Few Seek Shelter In Dixie County As Michael Roars Ashore
Updated October 11, 2018 at 9:35 a.m.: The storm shelter at Dixie County High School remained open through the night but closed this morning due to a lack of need.
Gray skies loomed over the new Dixie County High School as National Guardsmen, Red Cross volunteers and Dixie County Sheriff’s officers finished last minute preparations ahead of Hurricane Michael.
Michael made landfall in the Florida Panhandle around 1:30 p.m. as a strong Category 4 storm with sustained winds up to 155 mph. It caused catastrophic damage along the Florida Panhandle. Parts of Dixie County were under a mandatory evacuation order.
Even with the mandatory evacuation, few evacuees took shelter at Dixie County High School, the county’s general emergency shelter.

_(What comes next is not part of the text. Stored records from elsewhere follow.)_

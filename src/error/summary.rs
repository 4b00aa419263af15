use std::path::PathBuf;
use thiserror::Error;

#[derive(Debug, Error)]
pub enum SummaryError {
    #[error("Could not open '{path}': {source}")]
    ReadFile {
        path: PathBuf,
        #[source]
        source: std::io::Error,
    },
    /// Upstream data corruption, reported apart from ordinary parse failures.
    #[error("'{path}' contains invalid UTF-8 at byte {valid_up_to}.")]
    InvalidUtf8 { path: PathBuf, valid_up_to: usize },
    #[error("File name of '{path}' is not valid UTF-8.")]
    InvalidUtf8FileName { path: PathBuf },
    #[error("Failed to parse JSON in '{path}': {source}")]
    ParseJson {
        path: PathBuf,
        #[source]
        source: serde_json::Error,
    },
    #[error("Root of '{path}' is not a JSON object.")]
    RootNotObject { path: PathBuf },
    #[error("Row {index} ('{label}') has a non-finite '{field}' value.")]
    NonFiniteField {
        index: usize,
        label: String,
        field: &'static str,
    },
    #[error("Failed to serialize summary: {source}")]
    Serialize {
        #[source]
        source: serde_json::Error,
    },
    #[error("Failed to create directory '{path}': {source}")]
    CreateDir {
        path: PathBuf,
        #[source]
        source: std::io::Error,
    },
    #[error("Failed to write summary '{path}': {source}")]
    WriteFile {
        path: PathBuf,
        #[source]
        source: std::io::Error,
    },
    #[cfg(test)]
    #[error("Test expectation failed: {message}")]
    TestExpectation { message: &'static str },
    #[cfg(test)]
    #[error("Test expectation failed: {message}: {value}")]
    TestExpectationValue {
        message: &'static str,
        value: String,
    },
}
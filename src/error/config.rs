use std::path::PathBuf;
use thiserror::Error;

#[derive(Debug, Error)]
pub enum ConfigError {
    #[error("Failed to read config '{path}': {source}")]
    ReadConfig {
        path: PathBuf,
        #[source]
        source: std::io::Error,
    },
    #[error("Failed to parse TOML config '{path}': {source}")]
    ParseToml {
        path: PathBuf,
        #[source]
        source: toml::de::Error,
    },
    #[error("Failed to parse JSON config '{path}': {source}")]
    ParseJson {
        path: PathBuf,
        #[source]
        source: serde_json::Error,
    },
    #[error("Unsupported config extension '{ext}'. Use .toml or .json.")]
    UnsupportedExtension { ext: String },
    #[error("Config file must have .toml or .json extension.")]
    MissingExtension,
    #[error("Config '{field}' must be >= 1.")]
    FieldMustBePositive { field: &'static str },
    #[cfg(test)]
    #[error("Test expectation failed: {message}")]
    TestExpectation { message: &'static str },
    #[cfg(test)]
    #[error("Test expectation failed: {message}: {value}")]
    TestExpectationValue {
        message: &'static str,
        value: String,
    },
}
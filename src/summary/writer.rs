use std::path::{Path, PathBuf};

use serde::Serialize;
use tracing::debug;

use crate::error::SummaryError;

use super::loader::SummaryRow;

pub const DEFAULT_SUMMARY_PATH: &str = "results/summary.json";

#[derive(Debug, Serialize)]
struct SummaryDocument<'a> {
    results: &'a [SummaryRow],
}

/// Renders the full aggregate document after checking every row.
///
/// # Errors
///
/// Returns the first row with a non-finite number, or a serde failure.
pub fn render_summary(rows: &[SummaryRow]) -> Result<String, SummaryError> {
    for (index, row) in rows.iter().enumerate() {
        validate_row(index, row)?;
    }
    serde_json::to_string(&SummaryDocument { results: rows })
        .map_err(|err| SummaryError::Serialize { source: err })
}

/// Writes the aggregate to `path`, replacing any previous file.
///
/// Nothing touches the filesystem until the whole document has rendered; the
/// file is then written beside `path` and renamed into place.
///
/// # Errors
///
/// Returns an error when a row cannot be serialized or the file cannot be
/// written.
pub fn write_summary(rows: &[SummaryRow], path: &Path) -> Result<(), SummaryError> {
    let rendered = render_summary(rows)?;

    if let Some(parent) = path.parent().filter(|parent| !parent.as_os_str().is_empty()) {
        std::fs::create_dir_all(parent).map_err(|err| SummaryError::CreateDir {
            path: parent.to_path_buf(),
            source: err,
        })?;
    }

    let staging = staging_path(path);
    std::fs::write(&staging, rendered).map_err(|err| SummaryError::WriteFile {
        path: staging.clone(),
        source: err,
    })?;
    if let Err(err) = std::fs::rename(&staging, path) {
        if let Err(cleanup) = std::fs::remove_file(&staging) {
            debug!("Failed to remove {}: {}", staging.display(), cleanup);
        }
        return Err(SummaryError::WriteFile {
            path: path.to_path_buf(),
            source: err,
        });
    }
    debug!("Wrote {} summary rows to {}", rows.len(), path.display());
    Ok(())
}

/// Serializes rows one at a time and reports the first that fails.
#[must_use]
pub fn locate_unserializable_row(rows: &[SummaryRow]) -> Option<(usize, SummaryError)> {
    rows.iter().enumerate().find_map(|(index, row)| {
        let checked = validate_row(index, row).and_then(|()| {
            serde_json::to_string(row)
                .map(drop)
                .map_err(|err| SummaryError::Serialize { source: err })
        });
        checked.err().map(|err| (index, err))
    })
}

fn validate_row(index: usize, row: &SummaryRow) -> Result<(), SummaryError> {
    let fields = [
        ("latency", row.latency),
        ("jitter", row.jitter),
        ("download", row.download),
        ("upload", row.upload),
    ];
    match fields.into_iter().find(|(_, value)| !value.is_finite()) {
        Some((field, _)) => Err(SummaryError::NonFiniteField {
            index,
            label: row.label.clone(),
            field,
        }),
        None => Ok(()),
    }
}

fn staging_path(path: &Path) -> PathBuf {
    let mut name = path
        .file_name()
        .map(|name| name.to_os_string())
        .unwrap_or_default();
    name.push(".tmp");
    path.with_file_name(name)
}
//! HTTP transport used by the measurement engine.
mod client;
mod transport;

#[cfg(test)]
pub(crate) mod test_support;
#[cfg(test)]
mod tests;

pub use client::{DEFAULT_ENDPOINT, HttpTransport, TransportOptions};
pub use transport::{FetchRequest, Method, Transport};
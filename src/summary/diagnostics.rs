use std::path::Path;

use tracing::{debug, warn};

const PREVIEW_LEN: usize = 64;
const PRINTABLE: std::ops::RangeInclusive<u8> = 0x20..=0x7E;

/// Logs size, head/tail previews and suspicious bytes of a summary input.
pub(super) fn dump_file(path: &Path, bytes: &[u8]) {
    debug!("[DIAG] File: {}", path.display());
    debug!("[DIAG]   Size: {} bytes", bytes.len());
    let head = bytes.get(..PREVIEW_LEN.min(bytes.len())).unwrap_or_default();
    debug!("[DIAG]   First {} bytes (hex): {}", head.len(), hex_preview(head));
    debug!("[DIAG]   First {} bytes (text): {}", head.len(), text_preview(head));
    if bytes.len() > PREVIEW_LEN {
        let tail = bytes
            .get(bytes.len().saturating_sub(PREVIEW_LEN)..)
            .unwrap_or_default();
        debug!("[DIAG]   Last {} bytes (hex): {}", tail.len(), hex_preview(tail));
        debug!("[DIAG]   Last {} bytes (text): {}", tail.len(), text_preview(tail));
    }
    let scan = ByteScan::of(bytes);
    if scan.has_nul {
        warn!("[DIAG] {} contains NUL bytes", path.display());
    }
    if scan.has_non_printable {
        warn!("[DIAG] {} contains non-printable control bytes", path.display());
    }
}

pub(super) fn hex_preview(bytes: &[u8]) -> String {
    bytes
        .iter()
        .map(|byte| format!("{:02X}", byte))
        .collect::<Vec<_>>()
        .join(" ")
}

/// Printable ASCII kept as-is, everything else shown as `.`.
pub(super) fn text_preview(bytes: &[u8]) -> String {
    bytes
        .iter()
        .map(|byte| {
            if PRINTABLE.contains(byte) {
                char::from(*byte)
            } else {
                '.'
            }
        })
        .collect()
}

#[derive(Debug, Clone, Copy, Default, PartialEq, Eq)]
pub(super) struct ByteScan {
    pub(super) has_nul: bool,
    pub(super) has_non_printable: bool,
}

impl ByteScan {
    pub(super) fn of(bytes: &[u8]) -> Self {
        let mut scan = Self::default();
        for byte in bytes {
            match *byte {
                0 => {
                    scan.has_nul = true;
                    scan.has_non_printable = true;
                }
                b'\n' | b'\r' | b'\t' => {}
                0x01..=0x1F | 0x7F => scan.has_non_printable = true,
                _ => {}
            }
        }
        scan
    }
}
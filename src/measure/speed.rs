const BITS_PER_BYTE: f64 = 8.0;
const MS_PER_SECOND: f64 = 1000.0;
const BITS_PER_MEGABIT: f64 = 1e6;

/// Throughput in Mbps for `bytes` transferred in `duration_ms`.
///
/// Non-positive or non-finite durations yield `0.0` instead of infinity.
#[must_use]
pub fn measure_speed(bytes: u64, duration_ms: f64) -> f64 {
    if !duration_ms.is_finite() || duration_ms <= 0.0 {
        return 0.0;
    }
    (bytes as f64 * BITS_PER_BYTE) / (duration_ms / MS_PER_SECOND) / BITS_PER_MEGABIT
}
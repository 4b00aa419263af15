use crate::stats;

use super::loader::SummaryRow;

pub const NO_RESULTS: &str = "No results to display.";

const FILE_WIDTH: usize = 20;
const CITY_WIDTH: usize = 15;
const IP_WIDTH: usize = 15;
const LATENCY_WIDTH: usize = 10;
const JITTER_WIDTH: usize = 10;
const DOWNLOAD_WIDTH: usize = 12;
const UPLOAD_WIDTH: usize = 12;
const DIVIDER_EXTRA: usize = 6;
const DIVIDER_LEN: usize = FILE_WIDTH
    + CITY_WIDTH
    + IP_WIDTH
    + LATENCY_WIDTH
    + JITTER_WIDTH
    + DOWNLOAD_WIDTH
    + UPLOAD_WIDTH
    + DIVIDER_EXTRA;

/// Fixed-width comparison table with a trailing `AVERAGE` row.
#[must_use]
pub fn render_table(rows: &[SummaryRow]) -> String {
    if rows.is_empty() {
        return format!("{}\n", NO_RESULTS);
    }
    let mut lines = Vec::with_capacity(rows.len().saturating_add(4));
    lines.push(line(
        "File",
        "Server City",
        "IP",
        ["Latency", "Jitter", "Download", "Upload"].map(str::to_owned),
    ));
    lines.push("-".repeat(DIVIDER_LEN));
    for row in rows {
        lines.push(line(
            &row.label,
            &row.server_city,
            &row.ip,
            [row.latency, row.jitter, row.download, row.upload].map(fmt_number),
        ));
    }
    lines.push("=".repeat(DIVIDER_LEN));
    let column = |pick: fn(&SummaryRow) -> f64| {
        let values: Vec<f64> = rows.iter().map(pick).collect();
        stats::average(&values)
    };
    let averages = [
        column(|row| row.latency),
        column(|row| row.jitter),
        column(|row| row.download),
        column(|row| row.upload),
    ];
    lines.push(line("AVERAGE", "-", "-", averages.map(fmt_number)));

    let mut table = lines.join("\n");
    table.push('\n');
    table
}

fn line(file: &str, city: &str, ip: &str, numbers: [String; 4]) -> String {
    let [latency, jitter, download, upload] = numbers;
    format!(
        "{:<fw$}{:<cw$}{:<iw$}{:<lw$}{:<jw$}{:<dw$}{:<uw$}",
        file,
        city,
        ip,
        latency,
        jitter,
        download,
        upload,
        fw = FILE_WIDTH,
        cw = CITY_WIDTH,
        iw = IP_WIDTH,
        lw = LATENCY_WIDTH,
        jw = JITTER_WIDTH,
        dw = DOWNLOAD_WIDTH,
        uw = UPLOAD_WIDTH,
    )
}

fn fmt_number(value: f64) -> String {
    format!("{:.2}", value)
}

Only 18 people registered at the emergency shelter as of 10:30 a.m. Wednesday, according to Mandy Lemmermen, spokeswoman for Dixie County Emergency Services.
Lemmermen noted that many in the county are staying with family outside the hurricane cone, particularly in Horseshoe Beach and Suwannee. Still, she recommends playing it safe with the brand-new facilities at the high school.
“Enjoy the air conditioner, enjoy the food, enjoy the hospitality and wait it out there,” she said.
Those seeking shelter in the wake of the storm should bring toiletries, blankets and all required medication. Lemmermen also recommended bringing air mattresses because the shelter has a limited number of cots.
She said those remaining in their homes should heed all warnings from emergency services on social media and news outlets for updates on the storm.
Paul Bennett, the principal of Dixie County High School, said more evacuees could show up through the night.
Bennett has lived in Dixie County since 1986 and has seen his fair share of storms, including Hurricane Irma last year. He said the common theme after storms is "people helping people."
The people of Dixie County are a tight knit community who are prepared to help in the aftermath of emergencies like Hurricane Michael, Bennett said.
"My family is at home right now, but they may come here if it gets any hairier," he said.
Bennett will stay at the school. He and the assistant principal are helping officials operate school facilities such as the lights and air conditioning.
Jennifer Stoots, one of the first 10 people to register for shelter, prefers the more cautious approach during hurricanes.
Stoots lives in Oldtown, about 10 miles from the high school, and sought shelter with her husband. She left her cat with a neighbor, as the shelter doesn’t allow pets.
Last year, she was one of around 300 people to seek shelter at Ruth Rains Middle School during Irma.
While she was at Ruth Rains, the winds from Irma uprooted trees in her yard. Luckily, her house was spared any damage. For Hurricane Michael, she again didn’t want to risk staying and is hoping to get lucky twice.
She said the biggest difference between her two experiences in a shelter is that it is much quieter this time.
Stoots urges anybody thinking about evacuating to leave behind their comforts and just do it.
“Things can be replaced, people can’t.”
Florida Division of Emergency management reports there are 35 shelters open throughout the state with about 5800 people seeking shelters.